Columnar snapshots are a historical data query capability based on IMCI provided by PolarDB-X. Columnar snapshots allow users to:

Create snapshot points: You can automatically or manually generate snapshot points (a TSO corresponding to a historical version). Subsequently, you can query historical data based on the snapshot points.
Retain snapshot points: By specifying the snapshot retention time, the system retains the snapshot points and their associated files within this time range. These files are not cleaned up by the Purge operation.
Query by point in time: By using the SELECT ... AS OF TSO syntax, you can query the historical data corresponding to any retained snapshot point.

Columnar snapshots have the following features:

• No data migration required: Snapshot data is stored directly in columnar files on Object Storage Service (OSS), without the need for additional exports.

• Query is recovery: You can directly use SQL to query historical data. You can also restore data to the current table by using the INSERT ... SELECT ... AS OF TSO syntax.

• Low cost: Snapshots only retain version chain metadata and delay file cleanup, without the need to copy full data.

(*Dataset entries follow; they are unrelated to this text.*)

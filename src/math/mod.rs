pub mod constants;
pub mod price;
pub mod slippage;
pub mod split;
pub mod tick_spacing;
use num_bigint::BigUint;

#[cfg(feature = "serde")]
use serde::{Deserialize, Serialize};

use crate::error::Result;
use crate::math::price::{retained_value_ppm, value_in_token0};
use crate::math::split::{Split, SwapInstruction};

/// Pool state as read from slot0.
#[cfg_attr(feature = "serde", derive(Serialize, Deserialize))]
#[derive(Debug, Clone, PartialEq, Eq)]
pub struct PoolSnapshot {
    pub tick: i32,
    pub sqrt_price_x96: BigUint,
}

/// Raw (undenominated) holdings of token0 and token1.
#[cfg_attr(feature = "serde", derive(Serialize, Deserialize))]
#[derive(Debug, Clone, PartialEq, Eq, Default)]
pub struct Balances {
    pub amount0: BigUint,
    pub amount1: BigUint,
}

impl Balances {
    pub fn new(amount0: impl Into<BigUint>, amount1: impl Into<BigUint>) -> Self {
        Self { amount0: amount0.into(), amount1: amount1.into() }
    }
}

/// Everything the swap-then-mint executor needs, plus the split it aims for.
#[cfg_attr(feature = "serde", derive(Serialize, Deserialize))]
#[derive(Debug, Clone, PartialEq, Eq)]
pub struct DepositPlan {
    pub amount0: BigUint,
    pub amount1: BigUint,
    pub zero_for_one: bool,
    pub swap_amount: BigUint,
    pub sqrt_price_limit_x96: BigUint,
    pub tick_lower: i32,
    pub tick_upper: i32,
    pub target: Split,
    pub sqrt_price_x96: BigUint,
    pub sqrt_price_lower_x96: BigUint,
    pub sqrt_price_upper_x96: BigUint,
}

impl DepositPlan {
    pub fn swap(&self) -> SwapInstruction {
        SwapInstruction { zero_for_one: self.zero_for_one, amount: self.swap_amount.clone() }
    }

    /// Value of the starting balances against the target split, both at the
    /// pool price the plan was made at.
    pub fn value_report(&self) -> Result<ValueReport> {
        let value_before = value_in_token0(&self.amount0, &self.amount1, &self.sqrt_price_x96)?;
        let value_after =
            value_in_token0(&self.target.amount0, &self.target.amount1, &self.sqrt_price_x96)?;
        let retained_ppm = retained_value_ppm(&value_before, &value_after)?;
        Ok(ValueReport { value_before, value_after, retained_ppm })
    }
}

/// Before/after portfolio value in raw token0 units.
#[cfg_attr(feature = "serde", derive(Serialize, Deserialize))]
#[derive(Debug, Clone, PartialEq, Eq)]
pub struct ValueReport {
    pub value_before: BigUint,
    pub value_after: BigUint,
    pub retained_ppm: BigUint,
}

/// Decimals-normalized prices (1e18 mantissa, token1 per token0) at the range
/// bounds and at the current pool price.
#[cfg_attr(feature = "serde", derive(Serialize, Deserialize))]
#[derive(Debug, Clone, PartialEq, Eq)]
pub struct PriceReport {
    pub lower: BigUint,
    pub current: BigUint,
    pub upper: BigUint,
}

Next, we will first understand the overall architecture of PolarDB-X IMCI, and then deeply understand the usage methods and implementation principles of columnar snapshots.

2. Quick Overview of PolarDB-X Columnar Architecture

To understand the principles of columnar snapshots, you must first understand the overall architecture of PolarDB-X IMCI. This chapter does not elaborate on all details, but only introduces the core concepts directly related to the snapshot mechanism.

2.1 Overall Architecture and Core Components

PolarDB-X adopts a distributed architecture with separate storage and computing. The core components related to columnar storage include:

• Compute Node (CN): The SQL entry point. The CN is responsible for query parsing, optimization, and Massively Parallel Processing (MPP) execution. Columnar queries are coordinated by the CN to build snapshots and schedule distributed scan tasks.

• Data Node (DN): The row storage engine. The DN processes Online Transaction Processing (OLTP) transactions and generates Binlogs.

• Change Data Capture (CDC): The CDC collects Binlogs generated by DNs and merges the Binlogs into a globally ordered Global Binlog for consumption by columnar nodes.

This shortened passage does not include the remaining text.